Data supplied:
[Start of section]

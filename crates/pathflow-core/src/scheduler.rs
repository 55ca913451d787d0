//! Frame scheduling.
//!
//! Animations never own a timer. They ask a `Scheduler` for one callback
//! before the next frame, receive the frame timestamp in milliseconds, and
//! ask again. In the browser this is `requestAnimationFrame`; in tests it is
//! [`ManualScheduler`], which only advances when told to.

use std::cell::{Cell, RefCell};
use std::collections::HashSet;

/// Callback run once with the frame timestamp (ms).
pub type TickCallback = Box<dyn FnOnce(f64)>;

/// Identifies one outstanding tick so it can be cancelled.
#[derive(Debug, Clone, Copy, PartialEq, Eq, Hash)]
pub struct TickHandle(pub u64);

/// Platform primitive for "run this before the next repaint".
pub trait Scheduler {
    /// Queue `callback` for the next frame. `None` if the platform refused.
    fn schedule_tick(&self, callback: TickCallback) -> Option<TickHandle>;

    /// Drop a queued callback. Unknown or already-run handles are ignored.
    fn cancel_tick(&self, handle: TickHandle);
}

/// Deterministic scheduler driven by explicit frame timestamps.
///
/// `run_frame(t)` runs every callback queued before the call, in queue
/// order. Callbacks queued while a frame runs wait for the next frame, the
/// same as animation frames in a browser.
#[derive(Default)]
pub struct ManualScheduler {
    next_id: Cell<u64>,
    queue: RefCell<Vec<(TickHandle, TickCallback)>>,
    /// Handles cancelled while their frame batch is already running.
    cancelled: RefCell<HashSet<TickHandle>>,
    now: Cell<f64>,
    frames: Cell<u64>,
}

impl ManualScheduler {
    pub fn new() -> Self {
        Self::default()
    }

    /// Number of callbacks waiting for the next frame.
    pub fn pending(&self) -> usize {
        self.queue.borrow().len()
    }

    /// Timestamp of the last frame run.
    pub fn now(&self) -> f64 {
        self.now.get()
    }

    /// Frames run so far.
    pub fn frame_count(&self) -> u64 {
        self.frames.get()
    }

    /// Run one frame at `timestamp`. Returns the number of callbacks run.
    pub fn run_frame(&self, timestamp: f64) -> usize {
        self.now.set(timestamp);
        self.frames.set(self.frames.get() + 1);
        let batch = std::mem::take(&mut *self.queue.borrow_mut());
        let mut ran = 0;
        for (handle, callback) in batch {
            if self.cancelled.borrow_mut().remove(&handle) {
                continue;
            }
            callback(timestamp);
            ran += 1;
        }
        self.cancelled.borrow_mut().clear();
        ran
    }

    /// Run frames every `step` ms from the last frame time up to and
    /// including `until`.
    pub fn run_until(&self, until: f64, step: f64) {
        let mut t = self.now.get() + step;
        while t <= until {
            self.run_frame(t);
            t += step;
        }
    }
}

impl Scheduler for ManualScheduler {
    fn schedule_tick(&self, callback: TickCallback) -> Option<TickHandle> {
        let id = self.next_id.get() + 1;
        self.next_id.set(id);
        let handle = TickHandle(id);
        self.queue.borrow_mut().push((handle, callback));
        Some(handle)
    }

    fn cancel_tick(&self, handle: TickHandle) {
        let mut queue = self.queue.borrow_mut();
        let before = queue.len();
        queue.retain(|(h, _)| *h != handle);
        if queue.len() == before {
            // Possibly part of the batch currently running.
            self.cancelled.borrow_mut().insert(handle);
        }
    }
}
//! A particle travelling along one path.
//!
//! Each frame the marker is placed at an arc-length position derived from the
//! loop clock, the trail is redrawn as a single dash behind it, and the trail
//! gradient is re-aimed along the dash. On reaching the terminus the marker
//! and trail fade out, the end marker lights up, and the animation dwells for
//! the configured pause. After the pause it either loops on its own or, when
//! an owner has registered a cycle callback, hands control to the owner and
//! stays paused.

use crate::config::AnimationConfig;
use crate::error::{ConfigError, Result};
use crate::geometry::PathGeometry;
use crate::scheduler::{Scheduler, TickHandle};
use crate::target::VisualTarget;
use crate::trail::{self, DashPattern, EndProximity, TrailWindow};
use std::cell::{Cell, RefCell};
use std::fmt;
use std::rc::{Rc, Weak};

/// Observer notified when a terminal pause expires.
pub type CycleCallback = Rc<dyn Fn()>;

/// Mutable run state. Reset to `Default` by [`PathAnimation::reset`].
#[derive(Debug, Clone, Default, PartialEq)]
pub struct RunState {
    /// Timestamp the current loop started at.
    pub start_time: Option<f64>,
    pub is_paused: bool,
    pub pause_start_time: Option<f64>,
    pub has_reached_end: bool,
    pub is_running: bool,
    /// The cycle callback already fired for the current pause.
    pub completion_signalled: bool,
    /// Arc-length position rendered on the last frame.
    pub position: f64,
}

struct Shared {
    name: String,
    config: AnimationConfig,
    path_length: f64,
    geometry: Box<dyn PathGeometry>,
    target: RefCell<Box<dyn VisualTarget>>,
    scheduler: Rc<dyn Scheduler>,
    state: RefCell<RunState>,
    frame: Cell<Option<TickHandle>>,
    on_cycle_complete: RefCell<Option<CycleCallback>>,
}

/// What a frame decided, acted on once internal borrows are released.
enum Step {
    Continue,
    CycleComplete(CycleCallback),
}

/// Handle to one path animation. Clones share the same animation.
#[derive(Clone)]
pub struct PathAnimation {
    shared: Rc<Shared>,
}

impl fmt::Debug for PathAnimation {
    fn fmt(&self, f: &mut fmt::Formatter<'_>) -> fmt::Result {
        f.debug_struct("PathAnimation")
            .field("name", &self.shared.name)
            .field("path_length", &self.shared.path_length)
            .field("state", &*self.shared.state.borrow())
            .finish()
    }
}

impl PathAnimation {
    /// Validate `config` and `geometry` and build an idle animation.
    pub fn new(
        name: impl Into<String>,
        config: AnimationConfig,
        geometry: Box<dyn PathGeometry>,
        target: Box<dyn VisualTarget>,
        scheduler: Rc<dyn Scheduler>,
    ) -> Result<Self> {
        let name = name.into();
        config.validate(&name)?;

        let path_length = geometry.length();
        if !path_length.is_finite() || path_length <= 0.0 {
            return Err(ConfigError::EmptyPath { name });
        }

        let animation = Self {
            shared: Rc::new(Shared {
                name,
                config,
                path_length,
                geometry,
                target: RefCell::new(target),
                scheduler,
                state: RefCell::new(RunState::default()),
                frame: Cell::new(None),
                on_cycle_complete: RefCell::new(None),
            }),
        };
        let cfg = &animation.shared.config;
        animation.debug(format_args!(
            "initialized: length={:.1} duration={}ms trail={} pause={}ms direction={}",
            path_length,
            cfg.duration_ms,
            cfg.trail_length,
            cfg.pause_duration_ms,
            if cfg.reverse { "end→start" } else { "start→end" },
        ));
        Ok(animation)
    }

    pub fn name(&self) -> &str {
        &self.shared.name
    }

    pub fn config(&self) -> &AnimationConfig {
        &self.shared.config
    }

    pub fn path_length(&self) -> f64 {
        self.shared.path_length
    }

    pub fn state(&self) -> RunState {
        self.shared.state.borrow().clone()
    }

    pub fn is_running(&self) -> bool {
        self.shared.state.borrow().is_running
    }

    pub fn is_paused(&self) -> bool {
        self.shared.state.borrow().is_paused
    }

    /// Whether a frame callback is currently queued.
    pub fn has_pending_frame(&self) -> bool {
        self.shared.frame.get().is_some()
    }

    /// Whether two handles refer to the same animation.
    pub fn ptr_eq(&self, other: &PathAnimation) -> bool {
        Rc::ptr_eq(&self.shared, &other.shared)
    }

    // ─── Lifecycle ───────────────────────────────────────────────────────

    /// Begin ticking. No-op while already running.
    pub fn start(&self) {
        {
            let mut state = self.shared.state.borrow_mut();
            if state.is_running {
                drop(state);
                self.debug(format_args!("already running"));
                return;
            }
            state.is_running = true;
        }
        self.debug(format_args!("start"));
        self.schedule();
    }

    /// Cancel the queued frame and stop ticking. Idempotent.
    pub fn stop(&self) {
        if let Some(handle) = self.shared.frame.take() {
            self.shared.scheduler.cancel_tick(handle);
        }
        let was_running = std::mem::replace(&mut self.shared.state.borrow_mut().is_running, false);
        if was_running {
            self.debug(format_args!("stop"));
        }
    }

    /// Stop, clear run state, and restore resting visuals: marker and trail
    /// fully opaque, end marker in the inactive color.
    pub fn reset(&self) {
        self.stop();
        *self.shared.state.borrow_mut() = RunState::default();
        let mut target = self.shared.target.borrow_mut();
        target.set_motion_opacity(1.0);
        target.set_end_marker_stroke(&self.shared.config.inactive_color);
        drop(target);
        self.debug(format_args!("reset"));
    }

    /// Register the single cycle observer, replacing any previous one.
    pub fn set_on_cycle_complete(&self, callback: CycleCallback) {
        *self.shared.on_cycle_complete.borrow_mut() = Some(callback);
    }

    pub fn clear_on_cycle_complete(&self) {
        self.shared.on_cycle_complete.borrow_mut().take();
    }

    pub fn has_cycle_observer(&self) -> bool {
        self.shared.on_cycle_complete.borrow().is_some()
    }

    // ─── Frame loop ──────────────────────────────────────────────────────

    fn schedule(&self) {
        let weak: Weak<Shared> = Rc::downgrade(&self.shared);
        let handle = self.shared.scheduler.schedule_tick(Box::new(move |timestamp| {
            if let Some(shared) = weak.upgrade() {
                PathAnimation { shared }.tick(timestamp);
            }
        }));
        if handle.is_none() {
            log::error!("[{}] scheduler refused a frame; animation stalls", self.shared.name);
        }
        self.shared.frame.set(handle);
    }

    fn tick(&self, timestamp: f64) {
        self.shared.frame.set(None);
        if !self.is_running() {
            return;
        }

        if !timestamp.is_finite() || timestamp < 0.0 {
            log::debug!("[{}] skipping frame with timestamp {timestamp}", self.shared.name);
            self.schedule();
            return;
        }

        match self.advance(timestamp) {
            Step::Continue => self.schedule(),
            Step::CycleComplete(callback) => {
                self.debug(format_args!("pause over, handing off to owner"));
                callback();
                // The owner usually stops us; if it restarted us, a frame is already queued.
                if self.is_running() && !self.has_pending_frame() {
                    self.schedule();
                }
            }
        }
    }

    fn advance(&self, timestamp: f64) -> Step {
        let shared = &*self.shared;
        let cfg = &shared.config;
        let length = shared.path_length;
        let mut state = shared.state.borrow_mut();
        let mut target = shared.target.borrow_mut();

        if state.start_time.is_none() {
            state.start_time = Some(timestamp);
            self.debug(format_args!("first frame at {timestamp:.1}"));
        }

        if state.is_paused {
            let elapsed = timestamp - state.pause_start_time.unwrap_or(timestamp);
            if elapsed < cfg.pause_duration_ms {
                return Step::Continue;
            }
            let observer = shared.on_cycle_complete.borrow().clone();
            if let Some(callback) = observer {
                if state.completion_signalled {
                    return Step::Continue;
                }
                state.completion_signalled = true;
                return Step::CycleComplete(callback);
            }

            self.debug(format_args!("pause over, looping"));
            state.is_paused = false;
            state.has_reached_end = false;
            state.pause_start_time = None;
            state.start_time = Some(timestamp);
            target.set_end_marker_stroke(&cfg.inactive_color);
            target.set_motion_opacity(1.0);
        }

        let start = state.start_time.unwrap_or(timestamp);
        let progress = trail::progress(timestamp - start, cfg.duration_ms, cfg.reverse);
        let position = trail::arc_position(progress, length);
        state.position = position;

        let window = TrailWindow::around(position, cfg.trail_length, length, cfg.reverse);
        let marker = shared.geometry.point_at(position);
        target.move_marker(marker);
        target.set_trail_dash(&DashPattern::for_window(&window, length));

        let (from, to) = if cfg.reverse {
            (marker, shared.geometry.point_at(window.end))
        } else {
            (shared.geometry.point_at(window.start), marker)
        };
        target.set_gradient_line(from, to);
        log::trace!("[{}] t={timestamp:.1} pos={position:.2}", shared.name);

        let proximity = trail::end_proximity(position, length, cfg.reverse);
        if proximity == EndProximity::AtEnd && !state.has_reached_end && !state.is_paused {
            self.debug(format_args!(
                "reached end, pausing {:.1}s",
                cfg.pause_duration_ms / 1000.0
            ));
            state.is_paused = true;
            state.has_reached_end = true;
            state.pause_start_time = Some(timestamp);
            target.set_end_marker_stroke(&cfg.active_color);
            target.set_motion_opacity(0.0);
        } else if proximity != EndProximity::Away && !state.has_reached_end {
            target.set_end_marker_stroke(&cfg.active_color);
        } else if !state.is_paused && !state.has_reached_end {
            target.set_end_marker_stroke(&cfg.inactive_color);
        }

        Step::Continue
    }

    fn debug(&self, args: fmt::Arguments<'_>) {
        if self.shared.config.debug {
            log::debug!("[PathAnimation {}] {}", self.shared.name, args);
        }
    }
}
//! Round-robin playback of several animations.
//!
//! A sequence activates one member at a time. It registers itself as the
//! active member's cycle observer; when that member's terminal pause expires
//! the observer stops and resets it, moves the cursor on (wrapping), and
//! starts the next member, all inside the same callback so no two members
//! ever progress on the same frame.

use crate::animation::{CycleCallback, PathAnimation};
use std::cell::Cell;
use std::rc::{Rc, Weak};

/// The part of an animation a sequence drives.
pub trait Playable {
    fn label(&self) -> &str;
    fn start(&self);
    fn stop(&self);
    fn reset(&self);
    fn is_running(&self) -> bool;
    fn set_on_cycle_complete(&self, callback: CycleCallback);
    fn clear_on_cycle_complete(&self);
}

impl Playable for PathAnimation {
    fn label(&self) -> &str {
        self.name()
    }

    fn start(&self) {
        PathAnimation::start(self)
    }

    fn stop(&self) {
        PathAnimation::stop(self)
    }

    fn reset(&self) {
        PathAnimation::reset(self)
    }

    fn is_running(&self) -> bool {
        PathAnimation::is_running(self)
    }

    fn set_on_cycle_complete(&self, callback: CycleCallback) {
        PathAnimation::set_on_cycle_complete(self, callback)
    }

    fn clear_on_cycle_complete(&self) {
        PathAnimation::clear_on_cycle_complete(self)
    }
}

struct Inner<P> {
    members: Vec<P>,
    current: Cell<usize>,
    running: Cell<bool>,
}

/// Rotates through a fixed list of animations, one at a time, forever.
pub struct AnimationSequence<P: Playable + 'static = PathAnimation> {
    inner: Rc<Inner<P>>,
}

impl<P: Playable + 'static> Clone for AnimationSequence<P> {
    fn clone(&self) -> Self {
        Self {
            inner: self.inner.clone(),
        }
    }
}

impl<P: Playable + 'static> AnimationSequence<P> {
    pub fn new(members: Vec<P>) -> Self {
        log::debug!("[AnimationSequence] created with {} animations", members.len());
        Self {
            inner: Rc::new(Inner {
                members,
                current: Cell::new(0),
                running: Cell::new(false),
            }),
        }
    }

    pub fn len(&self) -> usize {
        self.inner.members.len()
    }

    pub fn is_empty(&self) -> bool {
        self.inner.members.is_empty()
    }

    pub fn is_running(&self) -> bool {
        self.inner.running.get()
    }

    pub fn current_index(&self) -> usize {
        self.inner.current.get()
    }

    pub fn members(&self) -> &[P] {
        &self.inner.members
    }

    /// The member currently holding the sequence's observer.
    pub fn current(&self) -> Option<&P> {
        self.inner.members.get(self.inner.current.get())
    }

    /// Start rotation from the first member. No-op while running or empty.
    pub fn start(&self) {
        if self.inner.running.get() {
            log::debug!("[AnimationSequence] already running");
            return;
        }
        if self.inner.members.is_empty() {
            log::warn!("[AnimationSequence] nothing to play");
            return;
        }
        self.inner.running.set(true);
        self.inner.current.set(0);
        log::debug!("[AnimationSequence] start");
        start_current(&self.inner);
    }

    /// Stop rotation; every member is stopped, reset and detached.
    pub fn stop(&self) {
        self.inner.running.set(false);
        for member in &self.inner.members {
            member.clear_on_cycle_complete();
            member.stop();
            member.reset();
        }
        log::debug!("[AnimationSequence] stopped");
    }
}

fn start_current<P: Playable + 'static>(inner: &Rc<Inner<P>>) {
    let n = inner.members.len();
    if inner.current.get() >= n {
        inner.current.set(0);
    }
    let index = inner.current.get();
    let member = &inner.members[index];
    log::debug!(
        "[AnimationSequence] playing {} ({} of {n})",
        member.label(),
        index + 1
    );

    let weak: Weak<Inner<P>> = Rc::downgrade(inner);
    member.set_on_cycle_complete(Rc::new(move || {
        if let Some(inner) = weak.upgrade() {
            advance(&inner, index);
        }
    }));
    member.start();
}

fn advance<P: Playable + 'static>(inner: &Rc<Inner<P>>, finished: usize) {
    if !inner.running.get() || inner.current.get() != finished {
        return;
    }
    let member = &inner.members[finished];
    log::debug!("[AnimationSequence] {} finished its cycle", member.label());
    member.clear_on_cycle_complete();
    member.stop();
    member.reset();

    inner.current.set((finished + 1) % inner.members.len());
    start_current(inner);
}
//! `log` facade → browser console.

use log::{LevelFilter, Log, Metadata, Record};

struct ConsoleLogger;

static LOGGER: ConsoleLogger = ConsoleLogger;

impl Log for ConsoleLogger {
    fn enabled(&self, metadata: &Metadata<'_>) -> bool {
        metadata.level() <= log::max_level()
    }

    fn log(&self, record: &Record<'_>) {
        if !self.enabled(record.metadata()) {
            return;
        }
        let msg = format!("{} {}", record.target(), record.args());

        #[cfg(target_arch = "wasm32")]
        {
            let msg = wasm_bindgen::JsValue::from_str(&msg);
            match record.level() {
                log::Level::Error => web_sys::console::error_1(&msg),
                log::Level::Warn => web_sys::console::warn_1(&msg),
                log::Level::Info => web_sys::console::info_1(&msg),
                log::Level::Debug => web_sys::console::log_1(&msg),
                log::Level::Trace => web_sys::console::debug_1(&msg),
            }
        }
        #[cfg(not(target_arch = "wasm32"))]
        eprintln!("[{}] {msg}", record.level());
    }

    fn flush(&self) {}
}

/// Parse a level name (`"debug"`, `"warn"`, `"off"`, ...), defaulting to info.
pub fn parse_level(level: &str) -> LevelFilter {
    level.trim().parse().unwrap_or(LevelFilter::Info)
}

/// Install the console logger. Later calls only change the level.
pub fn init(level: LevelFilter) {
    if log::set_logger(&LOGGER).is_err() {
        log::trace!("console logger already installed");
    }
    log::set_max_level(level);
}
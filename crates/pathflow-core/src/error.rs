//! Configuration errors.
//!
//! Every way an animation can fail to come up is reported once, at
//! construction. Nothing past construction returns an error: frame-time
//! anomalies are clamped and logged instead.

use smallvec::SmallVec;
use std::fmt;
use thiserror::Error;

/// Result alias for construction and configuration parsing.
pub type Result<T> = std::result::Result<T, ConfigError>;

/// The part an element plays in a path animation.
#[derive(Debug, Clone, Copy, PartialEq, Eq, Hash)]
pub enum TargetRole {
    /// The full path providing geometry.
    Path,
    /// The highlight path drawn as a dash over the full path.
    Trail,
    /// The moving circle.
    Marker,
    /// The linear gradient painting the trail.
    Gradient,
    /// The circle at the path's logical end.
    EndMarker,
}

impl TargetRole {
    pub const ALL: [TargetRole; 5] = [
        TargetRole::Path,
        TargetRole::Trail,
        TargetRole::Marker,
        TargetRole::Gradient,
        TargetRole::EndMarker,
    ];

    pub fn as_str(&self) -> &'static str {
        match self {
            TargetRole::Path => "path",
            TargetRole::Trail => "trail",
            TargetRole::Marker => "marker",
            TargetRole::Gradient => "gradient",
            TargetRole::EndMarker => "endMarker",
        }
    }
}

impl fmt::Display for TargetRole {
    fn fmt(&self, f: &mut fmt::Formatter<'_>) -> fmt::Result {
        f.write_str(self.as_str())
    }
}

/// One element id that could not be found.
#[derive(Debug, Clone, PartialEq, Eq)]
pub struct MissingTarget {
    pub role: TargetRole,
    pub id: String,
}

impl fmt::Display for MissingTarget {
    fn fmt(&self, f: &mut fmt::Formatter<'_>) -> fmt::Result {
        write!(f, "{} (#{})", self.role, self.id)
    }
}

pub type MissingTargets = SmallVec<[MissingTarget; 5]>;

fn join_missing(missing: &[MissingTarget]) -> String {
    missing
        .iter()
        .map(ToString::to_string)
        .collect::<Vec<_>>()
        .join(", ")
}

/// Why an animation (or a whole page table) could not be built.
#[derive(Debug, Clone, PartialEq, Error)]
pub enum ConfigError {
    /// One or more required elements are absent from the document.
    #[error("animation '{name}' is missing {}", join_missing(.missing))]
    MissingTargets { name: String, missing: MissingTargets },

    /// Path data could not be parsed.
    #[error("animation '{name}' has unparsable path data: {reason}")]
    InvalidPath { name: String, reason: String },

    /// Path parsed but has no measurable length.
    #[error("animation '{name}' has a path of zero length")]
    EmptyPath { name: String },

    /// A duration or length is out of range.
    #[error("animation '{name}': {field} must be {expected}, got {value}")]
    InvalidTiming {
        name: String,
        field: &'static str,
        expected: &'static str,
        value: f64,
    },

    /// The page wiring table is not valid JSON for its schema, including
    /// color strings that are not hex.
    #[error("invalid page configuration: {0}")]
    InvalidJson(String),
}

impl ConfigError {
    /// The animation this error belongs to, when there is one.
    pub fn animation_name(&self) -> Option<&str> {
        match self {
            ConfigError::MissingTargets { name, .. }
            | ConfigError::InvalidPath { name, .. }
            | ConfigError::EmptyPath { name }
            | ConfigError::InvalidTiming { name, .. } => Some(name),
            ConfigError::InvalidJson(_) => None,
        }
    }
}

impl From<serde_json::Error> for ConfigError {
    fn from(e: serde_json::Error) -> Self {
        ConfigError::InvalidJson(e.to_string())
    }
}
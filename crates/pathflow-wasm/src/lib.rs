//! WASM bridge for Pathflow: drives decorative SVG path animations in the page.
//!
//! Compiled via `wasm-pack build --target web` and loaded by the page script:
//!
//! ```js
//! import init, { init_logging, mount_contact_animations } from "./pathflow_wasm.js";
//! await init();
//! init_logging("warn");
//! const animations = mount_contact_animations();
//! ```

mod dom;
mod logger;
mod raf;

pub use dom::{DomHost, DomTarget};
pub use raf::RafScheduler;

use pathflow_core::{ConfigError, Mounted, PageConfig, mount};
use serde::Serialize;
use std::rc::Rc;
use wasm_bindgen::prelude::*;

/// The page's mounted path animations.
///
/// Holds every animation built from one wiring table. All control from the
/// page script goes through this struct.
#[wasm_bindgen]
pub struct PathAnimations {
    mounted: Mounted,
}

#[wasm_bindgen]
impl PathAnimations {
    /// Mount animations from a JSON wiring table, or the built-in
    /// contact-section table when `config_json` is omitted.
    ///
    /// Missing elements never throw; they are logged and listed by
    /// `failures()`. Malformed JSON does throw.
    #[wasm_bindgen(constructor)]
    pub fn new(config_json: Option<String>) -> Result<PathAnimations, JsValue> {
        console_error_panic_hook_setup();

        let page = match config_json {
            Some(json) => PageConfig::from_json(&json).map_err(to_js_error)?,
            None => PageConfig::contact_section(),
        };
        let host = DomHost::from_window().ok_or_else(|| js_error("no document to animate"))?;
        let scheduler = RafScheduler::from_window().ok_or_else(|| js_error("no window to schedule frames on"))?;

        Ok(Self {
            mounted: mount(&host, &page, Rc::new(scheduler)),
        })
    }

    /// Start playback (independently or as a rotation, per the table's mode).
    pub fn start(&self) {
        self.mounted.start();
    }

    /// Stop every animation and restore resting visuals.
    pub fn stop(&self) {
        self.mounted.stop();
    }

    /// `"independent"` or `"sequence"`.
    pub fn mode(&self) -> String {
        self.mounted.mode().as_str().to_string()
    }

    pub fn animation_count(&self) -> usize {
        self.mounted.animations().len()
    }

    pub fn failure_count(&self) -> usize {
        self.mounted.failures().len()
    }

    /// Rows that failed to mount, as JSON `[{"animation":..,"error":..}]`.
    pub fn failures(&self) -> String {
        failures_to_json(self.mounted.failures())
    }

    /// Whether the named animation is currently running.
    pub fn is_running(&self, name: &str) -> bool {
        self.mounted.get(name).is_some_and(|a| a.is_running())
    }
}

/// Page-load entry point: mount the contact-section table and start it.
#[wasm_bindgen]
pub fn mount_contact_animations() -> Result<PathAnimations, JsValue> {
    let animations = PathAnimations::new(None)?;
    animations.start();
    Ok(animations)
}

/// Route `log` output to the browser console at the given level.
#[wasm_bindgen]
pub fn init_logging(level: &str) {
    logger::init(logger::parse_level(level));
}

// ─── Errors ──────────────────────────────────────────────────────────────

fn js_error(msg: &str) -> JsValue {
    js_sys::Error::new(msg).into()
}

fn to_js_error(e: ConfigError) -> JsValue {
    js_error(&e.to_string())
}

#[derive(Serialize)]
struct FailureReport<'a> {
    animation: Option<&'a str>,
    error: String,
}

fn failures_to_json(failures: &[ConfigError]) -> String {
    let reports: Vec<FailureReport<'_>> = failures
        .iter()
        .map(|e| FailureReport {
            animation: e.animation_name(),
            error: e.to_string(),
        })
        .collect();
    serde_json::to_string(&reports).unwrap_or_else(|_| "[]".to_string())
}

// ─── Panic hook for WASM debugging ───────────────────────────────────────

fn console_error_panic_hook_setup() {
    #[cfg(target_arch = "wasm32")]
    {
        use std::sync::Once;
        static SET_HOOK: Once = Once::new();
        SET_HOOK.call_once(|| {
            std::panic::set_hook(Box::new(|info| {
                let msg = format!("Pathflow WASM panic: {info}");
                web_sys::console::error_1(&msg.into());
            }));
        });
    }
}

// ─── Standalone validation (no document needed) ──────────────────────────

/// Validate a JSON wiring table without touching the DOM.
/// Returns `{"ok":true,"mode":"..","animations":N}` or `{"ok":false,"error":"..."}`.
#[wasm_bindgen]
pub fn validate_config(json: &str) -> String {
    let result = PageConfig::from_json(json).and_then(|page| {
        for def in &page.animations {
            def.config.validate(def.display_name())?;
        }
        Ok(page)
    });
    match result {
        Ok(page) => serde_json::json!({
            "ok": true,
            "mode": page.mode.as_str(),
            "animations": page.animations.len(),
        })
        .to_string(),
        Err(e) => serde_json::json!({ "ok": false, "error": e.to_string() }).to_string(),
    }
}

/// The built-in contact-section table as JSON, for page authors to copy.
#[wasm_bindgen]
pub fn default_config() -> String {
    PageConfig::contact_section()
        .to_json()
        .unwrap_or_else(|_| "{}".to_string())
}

[End of section]

Work required:
The expected answer is an exact copy of the lines above, beginning at the line with "control from the" and ending at the line with "or the built-in", with both ends in.

Response area:
/// Holds every animation built from one wiring table. All control from the
/// page script goes through this struct.
#[wasm_bindgen]
pub struct PathAnimations {
    mounted: Mounted,
}

#[wasm_bindgen]
impl PathAnimations {
    /// Mount animations from a JSON wiring table, or the built-in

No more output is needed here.